YOUR ASSIGNMENT →
Would you count how many lines of the material below hold the string "AnimationStep"? Give only the number.

INPUT FOR THIS TASK →

=======

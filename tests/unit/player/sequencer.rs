use super::*;
use std::{cell::Cell, rc::Rc, time::Duration};

use crate::sequence::model::{
    AnimationElement, AnimationType, ElementKind, StepQuiz, TriggerType,
};

fn step(number: u32, quiz: Option<StepQuiz>) -> AnimationStep {
    AnimationStep {
        id: format!("s{number}"),
        step: number,
        title: format!("Step {number}"),
        description: "desc".to_string(),
        narration: None,
        animation_type: AnimationType::FadeIn,
        trigger: TriggerType::Auto,
        duration: None,
        delay: None,
        elements: vec![AnimationElement {
            id: format!("e{number}"),
            kind: ElementKind::Text,
            content: Some("x".to_string()),
            x: Some(50.0),
            y: Some(50.0),
            width: None,
            height: None,
            color: None,
            opacity: None,
            rotation: None,
        }],
        quiz,
    }
}

fn quiz(correct: usize) -> StepQuiz {
    StepQuiz {
        question: "?".to_string(),
        options: vec!["a".to_string(), "b".to_string(), "c".to_string()],
        correct,
    }
}

/// `n` steps, an optional quiz at one 0-based position, auto-play delay 1s.
fn sequencer(n: u32, quiz_at: Option<(usize, usize)>) -> Sequencer {
    let steps = (1..=n)
        .map(|i| {
            let q = quiz_at
                .filter(|(pos, _)| *pos == (i - 1) as usize)
                .map(|(_, correct)| quiz(correct));
            step(i, q)
        })
        .collect::<Vec<_>>();
    let sequence = AnimationSequence {
        id: "seq".to_string(),
        title: "Seq".to_string(),
        topic: "Testing".to_string(),
        thumbnail: None,
        description: None,
        total_steps: n as usize,
        steps,
        auto_play: None,
        auto_play_delay: Some(1.0),
        difficulty: None,
        tags: None,
    };
    Sequencer::new(sequence).unwrap()
}

fn t0() -> Instant {
    Instant::now()
}

fn secs(s: f64) -> Duration {
    Duration::from_secs_f64(s)
}

#[test]
fn new_rejects_invalid_sequences() {
    let mut seq = sequencer(2, None).sequence().clone();
    seq.total_steps = 5;
    assert!(Sequencer::new(seq).is_err());
}

#[test]
fn starts_idle_at_first_step() {
    let s = sequencer(3, None);
    assert_eq!(s.phase(), PlaybackPhase::Idle);
    assert_eq!(s.current_index(), 0);
    assert_eq!(s.completed_steps().count(), 0);
    assert!(!s.is_playing());
    assert!(!s.is_muted());
}

#[test]
fn progress_is_monotonic_and_in_range() {
    let now = t0();
    let mut s = sequencer(4, None);
    let mut last = 0.0;
    loop {
        let p = s.progress();
        assert!(p > 0.0 && p <= 100.0);
        assert!(p >= last);
        last = p;
        if s.next(now) == StepOutcome::Finished {
            break;
        }
    }
    assert_eq!(s.progress(), 100.0);
}

#[test]
fn progress_hits_100_only_at_last_index() {
    let now = t0();
    let mut s = sequencer(4, None);
    for expected in [25.0, 50.0, 75.0, 100.0] {
        assert_eq!(s.progress(), expected);
        s.next(now);
    }
}

#[test]
fn next_is_idempotent_on_the_completed_set() {
    let now = t0();
    let mut s = sequencer(3, None);
    s.next(now);
    s.previous(now);
    s.next(now);
    s.previous(now);
    s.next(now);
    assert_eq!(s.completed_steps().collect::<Vec<_>>(), vec![0]);
}

#[test]
fn step_without_quiz_is_never_gated() {
    let now = t0();
    let mut s = sequencer(3, None);
    assert_eq!(s.next(now), StepOutcome::Advanced);
    assert_eq!(s.current_index(), 1);
    assert_eq!(s.phase(), PlaybackPhase::Paused);
}

#[test]
fn quiz_gates_exactly_once() {
    let now = t0();
    let mut s = sequencer(3, Some((1, 2)));
    s.next(now); // 0 -> 1
    // First call spends itself opening the gate.
    assert_eq!(s.next(now), StepOutcome::GateOpened);
    assert_eq!(s.current_index(), 1);
    assert_eq!(s.phase(), PlaybackPhase::QuizGate);
    // Second call bypasses the open gate.
    assert_eq!(s.next(now), StepOutcome::Advanced);
    assert_eq!(s.current_index(), 2);
    assert_eq!(s.phase(), PlaybackPhase::Paused);
}

#[test]
fn wrong_answer_keeps_the_gate_open_and_clears_selection() {
    let now = t0();
    let mut s = sequencer(2, Some((0, 2)));
    assert_eq!(s.next(now), StepOutcome::GateOpened);
    assert_eq!(s.submit_quiz_answer(0, now), StepOutcome::NoOp);
    assert_eq!(s.current_index(), 0);
    assert_eq!(s.phase(), PlaybackPhase::QuizGate);
    assert_eq!(s.selected_option(), None);
    // No attempt limit: another wrong try, then the right one.
    assert_eq!(s.submit_quiz_answer(1, now), StepOutcome::NoOp);
    assert_eq!(s.submit_quiz_answer(2, now), StepOutcome::Advanced);
    assert_eq!(s.current_index(), 1);
}

#[test]
fn out_of_range_answer_is_a_wrong_answer_not_a_panic() {
    let now = t0();
    let mut s = sequencer(2, Some((0, 1)));
    s.next(now);
    assert_eq!(s.submit_quiz_answer(99, now), StepOutcome::NoOp);
    assert_eq!(s.phase(), PlaybackPhase::QuizGate);
}

#[test]
fn answer_without_open_gate_is_a_no_op() {
    let now = t0();
    let mut s = sequencer(2, Some((0, 1)));
    assert_eq!(s.submit_quiz_answer(1, now), StepOutcome::NoOp);
    assert_eq!(s.current_index(), 0);
}

#[test]
fn single_step_quiz_completes_on_correct_answer() {
    let now = t0();
    let mut s = sequencer(1, Some((0, 2)));
    assert_eq!(s.next(now), StepOutcome::GateOpened);
    assert_eq!(s.submit_quiz_answer(0, now), StepOutcome::NoOp);
    assert_eq!(s.current_index(), 0);
    assert_eq!(s.selected_option(), None);
    assert_eq!(s.submit_quiz_answer(2, now), StepOutcome::Finished);
    assert_eq!(s.phase(), PlaybackPhase::Completed);
}

#[test]
fn previous_clamps_at_zero_and_clears_the_gate() {
    let now = t0();
    let mut s = sequencer(3, Some((1, 0)));
    s.previous(now);
    assert_eq!(s.current_index(), 0);
    s.next(now); // 0 -> 1
    s.next(now); // gate opens
    assert_eq!(s.phase(), PlaybackPhase::QuizGate);
    s.previous(now);
    assert_eq!(s.current_index(), 0);
    assert_eq!(s.phase(), PlaybackPhase::Paused);
}

#[test]
fn jump_to_never_mutates_the_completed_set() {
    let now = t0();
    let mut s = sequencer(4, None);
    s.next(now);
    let before: Vec<_> = s.completed_steps().collect();
    s.jump_to(3, now);
    assert_eq!(s.current_index(), 3);
    assert_eq!(s.completed_steps().collect::<Vec<_>>(), before);
    // Out-of-range jumps clamp to the last valid index.
    s.jump_to(99, now);
    assert_eq!(s.current_index(), 3);
    assert_eq!(s.completed_steps().collect::<Vec<_>>(), before);
}

#[test]
fn jump_to_clears_quiz_gate_state() {
    let now = t0();
    let mut s = sequencer(3, Some((0, 1)));
    s.next(now);
    assert_eq!(s.phase(), PlaybackPhase::QuizGate);
    s.jump_to(2, now);
    assert_eq!(s.phase(), PlaybackPhase::Paused);
    assert_eq!(s.selected_option(), None);
}

#[test]
fn reset_restores_idle_from_any_state_but_keeps_mute() {
    let now = t0();
    let mut s = sequencer(3, Some((1, 0)));
    s.toggle_mute();
    s.play(now);
    s.next(now);
    s.next(now); // gate opens
    s.reset();
    assert_eq!(s.phase(), PlaybackPhase::Idle);
    assert_eq!(s.current_index(), 0);
    assert_eq!(s.completed_steps().count(), 0);
    assert!(!s.is_playing());
    assert_eq!(s.deadline(), None);
    assert!(s.is_muted());
}

#[test]
fn mute_is_orthogonal_to_playback() {
    let now = t0();
    let mut s = sequencer(2, None);
    s.toggle_mute();
    assert!(s.is_muted());
    assert_eq!(s.phase(), PlaybackPhase::Idle);
    s.next(now);
    s.toggle_mute();
    assert!(!s.is_muted());
    assert_eq!(s.current_index(), 1);
}

#[test]
fn play_arms_one_timer_and_pause_cancels_it() {
    let now = t0();
    let mut s = sequencer(3, None);
    assert_eq!(s.deadline(), None);
    s.play(now);
    assert_eq!(s.deadline(), Some(now + secs(1.0)));
    // Manual advance re-arms from the new now (cancel-then-reschedule).
    let later = now + secs(0.4);
    s.next(later);
    assert_eq!(s.deadline(), Some(later + secs(1.0)));
    s.pause();
    assert_eq!(s.deadline(), None);
}

#[test]
fn tick_before_the_deadline_does_nothing() {
    let now = t0();
    let mut s = sequencer(3, None);
    s.play(now);
    assert_eq!(s.tick(now + secs(0.5)), None);
    assert_eq!(s.current_index(), 0);
}

#[test]
fn auto_play_runs_to_completion_exactly_once() {
    let now = t0();
    let completions = Rc::new(Cell::new(0u32));
    let counter = Rc::clone(&completions);

    let mut s = sequencer(3, None);
    s.set_on_complete(move || counter.set(counter.get() + 1));
    s.play(now);

    assert_eq!(s.tick(now + secs(1.0)), Some(StepOutcome::Advanced));
    assert_eq!(s.tick(now + secs(2.0)), Some(StepOutcome::Advanced));
    assert_eq!(s.tick(now + secs(3.0)), Some(StepOutcome::Finished));

    assert_eq!(s.phase(), PlaybackPhase::Completed);
    assert_eq!(s.completed_steps().collect::<Vec<_>>(), vec![0, 1, 2]);
    assert!(!s.is_playing());
    assert_eq!(s.deadline(), None);
    assert_eq!(completions.get(), 1);

    // Nothing further fires.
    assert_eq!(s.tick(now + secs(10.0)), None);
    assert_eq!(s.next(now + secs(10.0)), StepOutcome::NoOp);
    assert_eq!(completions.get(), 1);
}

#[test]
fn auto_play_stalls_at_an_open_gate_until_answered() {
    let now = t0();
    let mut s = sequencer(3, Some((1, 1)));
    s.play(now);
    assert_eq!(s.tick(now + secs(1.0)), Some(StepOutcome::Advanced));
    // Timer fire opens the gate and does not re-arm.
    assert_eq!(s.tick(now + secs(2.0)), Some(StepOutcome::GateOpened));
    assert_eq!(s.deadline(), None);
    assert_eq!(s.tick(now + secs(5.0)), None);
    // A correct answer advances and resumes the timer.
    let answered = now + secs(6.0);
    assert_eq!(s.submit_quiz_answer(1, answered), StepOutcome::Advanced);
    assert_eq!(s.deadline(), Some(answered + secs(1.0)));
}

#[test]
fn play_is_a_no_op_on_a_completed_last_step() {
    let now = t0();
    let mut s = sequencer(2, None);
    s.next(now);
    s.next(now); // completes
    assert_eq!(s.phase(), PlaybackPhase::Completed);
    s.play(now);
    assert!(!s.is_playing());
    assert_eq!(s.deadline(), None);
}

#[test]
fn previous_leaves_the_completed_phase() {
    let now = t0();
    let mut s = sequencer(2, None);
    s.next(now);
    s.next(now);
    assert_eq!(s.phase(), PlaybackPhase::Completed);
    s.previous(now);
    assert_eq!(s.current_index(), 0);
    assert_ne!(s.phase(), PlaybackPhase::Completed);
}

#[test]
fn stale_tick_after_pause_does_not_advance() {
    let now = t0();
    let mut s = sequencer(3, None);
    s.play(now);
    s.pause();
    assert_eq!(s.tick(now + secs(5.0)), None);
    assert_eq!(s.current_index(), 0);
}

#[test]
fn playback_never_mutates_the_sequence() {
    let now = t0();
    let mut s = sequencer(3, Some((1, 0)));
    let before = s.sequence().clone();
    s.play(now);
    s.next(now);
    s.next(now);
    s.submit_quiz_answer(0, now);
    s.submit_quiz_answer(0, now);
    s.jump_to(2, now);
    s.reset();
    assert_eq!(s.sequence(), &before);
}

=======

ANSWER SPACE →
2